== Dataset excerpts ==

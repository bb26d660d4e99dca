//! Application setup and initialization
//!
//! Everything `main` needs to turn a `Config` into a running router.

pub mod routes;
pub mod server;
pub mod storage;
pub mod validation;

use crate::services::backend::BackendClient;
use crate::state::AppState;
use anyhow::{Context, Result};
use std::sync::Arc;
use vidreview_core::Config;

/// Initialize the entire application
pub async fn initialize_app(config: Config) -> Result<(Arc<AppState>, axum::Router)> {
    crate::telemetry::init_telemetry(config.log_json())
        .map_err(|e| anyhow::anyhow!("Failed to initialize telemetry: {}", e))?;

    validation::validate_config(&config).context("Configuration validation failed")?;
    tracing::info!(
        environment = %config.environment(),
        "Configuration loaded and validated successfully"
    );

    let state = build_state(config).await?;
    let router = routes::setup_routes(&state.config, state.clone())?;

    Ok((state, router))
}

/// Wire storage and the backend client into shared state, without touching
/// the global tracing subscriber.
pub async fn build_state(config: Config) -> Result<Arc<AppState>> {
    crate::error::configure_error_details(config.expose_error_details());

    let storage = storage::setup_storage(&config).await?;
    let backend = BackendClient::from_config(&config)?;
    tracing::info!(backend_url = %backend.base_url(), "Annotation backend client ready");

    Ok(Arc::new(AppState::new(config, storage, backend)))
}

===
== Dataset excerpts ==

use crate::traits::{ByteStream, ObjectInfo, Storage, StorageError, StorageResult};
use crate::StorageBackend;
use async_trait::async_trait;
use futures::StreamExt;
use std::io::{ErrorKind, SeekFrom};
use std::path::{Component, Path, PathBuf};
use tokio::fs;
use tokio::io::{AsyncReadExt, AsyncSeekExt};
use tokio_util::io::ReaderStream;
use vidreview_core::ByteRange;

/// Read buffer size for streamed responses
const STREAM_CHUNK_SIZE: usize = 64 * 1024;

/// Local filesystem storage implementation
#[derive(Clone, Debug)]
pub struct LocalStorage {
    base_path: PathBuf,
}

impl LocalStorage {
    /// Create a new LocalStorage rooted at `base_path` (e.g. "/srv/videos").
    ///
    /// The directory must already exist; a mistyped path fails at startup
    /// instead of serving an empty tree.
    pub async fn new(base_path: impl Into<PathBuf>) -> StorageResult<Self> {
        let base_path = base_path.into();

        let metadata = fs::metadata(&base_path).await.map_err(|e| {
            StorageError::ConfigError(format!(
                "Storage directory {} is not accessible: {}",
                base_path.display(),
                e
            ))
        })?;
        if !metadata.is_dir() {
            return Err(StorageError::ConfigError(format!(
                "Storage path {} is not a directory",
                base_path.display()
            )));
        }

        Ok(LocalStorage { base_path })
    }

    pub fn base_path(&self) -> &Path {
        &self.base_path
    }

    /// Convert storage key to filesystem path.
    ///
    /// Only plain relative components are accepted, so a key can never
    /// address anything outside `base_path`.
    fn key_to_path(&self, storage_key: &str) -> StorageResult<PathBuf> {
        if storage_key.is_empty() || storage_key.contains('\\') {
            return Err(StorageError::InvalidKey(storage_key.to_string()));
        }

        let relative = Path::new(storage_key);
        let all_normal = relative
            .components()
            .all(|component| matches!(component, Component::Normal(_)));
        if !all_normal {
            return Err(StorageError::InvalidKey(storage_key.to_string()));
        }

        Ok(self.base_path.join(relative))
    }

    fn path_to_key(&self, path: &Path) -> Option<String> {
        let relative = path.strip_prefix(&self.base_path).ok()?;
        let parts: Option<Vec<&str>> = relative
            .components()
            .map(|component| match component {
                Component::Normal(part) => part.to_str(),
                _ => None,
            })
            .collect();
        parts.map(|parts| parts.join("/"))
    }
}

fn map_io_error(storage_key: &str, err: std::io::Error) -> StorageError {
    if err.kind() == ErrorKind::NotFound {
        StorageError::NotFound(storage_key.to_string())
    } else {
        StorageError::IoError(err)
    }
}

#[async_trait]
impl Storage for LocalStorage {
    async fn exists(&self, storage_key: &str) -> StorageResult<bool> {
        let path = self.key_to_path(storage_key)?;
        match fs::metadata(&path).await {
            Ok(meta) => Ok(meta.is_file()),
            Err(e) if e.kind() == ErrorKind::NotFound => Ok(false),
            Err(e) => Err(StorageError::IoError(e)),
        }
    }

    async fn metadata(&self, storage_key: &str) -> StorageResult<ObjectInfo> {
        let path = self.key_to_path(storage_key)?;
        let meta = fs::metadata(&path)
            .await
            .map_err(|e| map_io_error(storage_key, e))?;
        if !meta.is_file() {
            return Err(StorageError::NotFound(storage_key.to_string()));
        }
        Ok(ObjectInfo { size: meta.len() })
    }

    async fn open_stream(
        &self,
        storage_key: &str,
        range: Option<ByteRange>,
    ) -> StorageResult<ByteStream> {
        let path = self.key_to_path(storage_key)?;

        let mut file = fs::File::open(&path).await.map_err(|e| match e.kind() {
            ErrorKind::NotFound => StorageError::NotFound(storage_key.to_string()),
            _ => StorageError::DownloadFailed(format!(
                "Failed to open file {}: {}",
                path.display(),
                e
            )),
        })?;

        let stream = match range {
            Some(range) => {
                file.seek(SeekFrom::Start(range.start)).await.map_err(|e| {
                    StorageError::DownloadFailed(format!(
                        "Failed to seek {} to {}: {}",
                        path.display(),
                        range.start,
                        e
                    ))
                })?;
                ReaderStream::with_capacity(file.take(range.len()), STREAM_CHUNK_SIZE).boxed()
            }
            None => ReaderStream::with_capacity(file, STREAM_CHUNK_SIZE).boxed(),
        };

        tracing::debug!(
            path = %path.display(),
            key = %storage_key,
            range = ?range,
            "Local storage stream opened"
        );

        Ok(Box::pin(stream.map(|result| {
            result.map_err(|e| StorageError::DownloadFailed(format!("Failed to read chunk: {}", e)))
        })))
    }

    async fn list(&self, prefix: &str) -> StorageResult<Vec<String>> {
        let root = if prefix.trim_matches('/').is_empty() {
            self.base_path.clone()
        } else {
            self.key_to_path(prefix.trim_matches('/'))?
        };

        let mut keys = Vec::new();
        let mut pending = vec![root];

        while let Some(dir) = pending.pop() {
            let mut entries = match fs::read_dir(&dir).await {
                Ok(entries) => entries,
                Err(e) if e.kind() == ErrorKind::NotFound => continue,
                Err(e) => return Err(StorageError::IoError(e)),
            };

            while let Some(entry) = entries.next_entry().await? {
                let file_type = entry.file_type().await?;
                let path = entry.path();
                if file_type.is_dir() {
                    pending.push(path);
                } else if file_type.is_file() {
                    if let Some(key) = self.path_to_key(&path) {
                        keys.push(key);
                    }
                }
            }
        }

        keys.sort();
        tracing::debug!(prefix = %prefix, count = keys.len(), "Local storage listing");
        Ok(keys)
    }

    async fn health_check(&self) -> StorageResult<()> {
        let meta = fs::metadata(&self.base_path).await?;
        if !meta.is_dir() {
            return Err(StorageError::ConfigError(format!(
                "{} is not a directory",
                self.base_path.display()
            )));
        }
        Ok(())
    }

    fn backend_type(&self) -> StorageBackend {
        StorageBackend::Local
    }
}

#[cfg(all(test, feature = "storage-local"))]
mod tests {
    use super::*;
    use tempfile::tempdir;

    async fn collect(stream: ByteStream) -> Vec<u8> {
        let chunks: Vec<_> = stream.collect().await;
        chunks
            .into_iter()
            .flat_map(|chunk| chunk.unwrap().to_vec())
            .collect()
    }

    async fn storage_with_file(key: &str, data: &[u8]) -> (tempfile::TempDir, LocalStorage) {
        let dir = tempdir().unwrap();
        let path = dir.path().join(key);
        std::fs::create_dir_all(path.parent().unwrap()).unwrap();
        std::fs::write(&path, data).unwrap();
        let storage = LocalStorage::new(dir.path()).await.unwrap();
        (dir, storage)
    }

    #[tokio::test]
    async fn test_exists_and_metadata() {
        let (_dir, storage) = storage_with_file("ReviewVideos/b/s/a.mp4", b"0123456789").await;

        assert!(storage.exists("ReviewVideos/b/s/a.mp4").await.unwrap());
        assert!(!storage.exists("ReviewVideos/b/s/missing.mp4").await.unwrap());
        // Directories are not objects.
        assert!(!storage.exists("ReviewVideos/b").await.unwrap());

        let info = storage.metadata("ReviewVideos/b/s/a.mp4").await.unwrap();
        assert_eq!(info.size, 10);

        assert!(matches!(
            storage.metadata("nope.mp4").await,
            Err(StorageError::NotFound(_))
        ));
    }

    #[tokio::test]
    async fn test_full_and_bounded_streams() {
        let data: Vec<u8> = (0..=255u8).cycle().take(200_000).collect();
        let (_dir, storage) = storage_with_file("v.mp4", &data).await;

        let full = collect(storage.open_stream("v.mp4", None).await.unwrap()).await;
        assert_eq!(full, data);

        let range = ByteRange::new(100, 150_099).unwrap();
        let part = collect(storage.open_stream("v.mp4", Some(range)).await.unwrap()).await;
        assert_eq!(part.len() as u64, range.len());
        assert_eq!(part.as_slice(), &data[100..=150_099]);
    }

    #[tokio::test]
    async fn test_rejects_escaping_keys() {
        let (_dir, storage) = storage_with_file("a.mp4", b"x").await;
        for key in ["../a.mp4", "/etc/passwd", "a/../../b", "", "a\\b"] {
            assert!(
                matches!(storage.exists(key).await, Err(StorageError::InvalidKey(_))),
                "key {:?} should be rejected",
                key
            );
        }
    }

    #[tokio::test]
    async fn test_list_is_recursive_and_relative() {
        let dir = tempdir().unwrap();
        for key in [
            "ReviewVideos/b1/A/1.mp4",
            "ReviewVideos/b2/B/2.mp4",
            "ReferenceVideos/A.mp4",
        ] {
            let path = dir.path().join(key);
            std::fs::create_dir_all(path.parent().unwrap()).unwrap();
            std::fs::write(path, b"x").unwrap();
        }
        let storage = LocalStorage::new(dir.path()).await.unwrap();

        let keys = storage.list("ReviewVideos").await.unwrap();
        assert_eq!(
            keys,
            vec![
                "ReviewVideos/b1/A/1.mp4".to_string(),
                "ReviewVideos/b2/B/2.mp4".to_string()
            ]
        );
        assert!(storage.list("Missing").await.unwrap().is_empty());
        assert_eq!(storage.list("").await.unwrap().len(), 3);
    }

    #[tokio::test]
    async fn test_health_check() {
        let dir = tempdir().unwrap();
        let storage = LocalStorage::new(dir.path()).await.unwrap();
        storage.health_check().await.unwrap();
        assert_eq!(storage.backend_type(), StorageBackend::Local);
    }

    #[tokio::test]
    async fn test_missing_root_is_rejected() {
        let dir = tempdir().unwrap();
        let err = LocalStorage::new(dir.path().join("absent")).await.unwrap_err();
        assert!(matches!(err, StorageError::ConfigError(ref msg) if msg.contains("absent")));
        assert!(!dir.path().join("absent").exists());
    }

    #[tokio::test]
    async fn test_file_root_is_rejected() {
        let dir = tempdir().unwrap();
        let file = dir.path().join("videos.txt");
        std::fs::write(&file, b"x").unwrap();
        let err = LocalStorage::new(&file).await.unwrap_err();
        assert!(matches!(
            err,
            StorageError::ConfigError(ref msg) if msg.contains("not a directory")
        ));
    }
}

===

Problem details> Pull each line containing the word "pending" out of the data above.

Response below>
        let mut pending = vec![root];
        while let Some(dir) = pending.pop() {
                    pending.push(path);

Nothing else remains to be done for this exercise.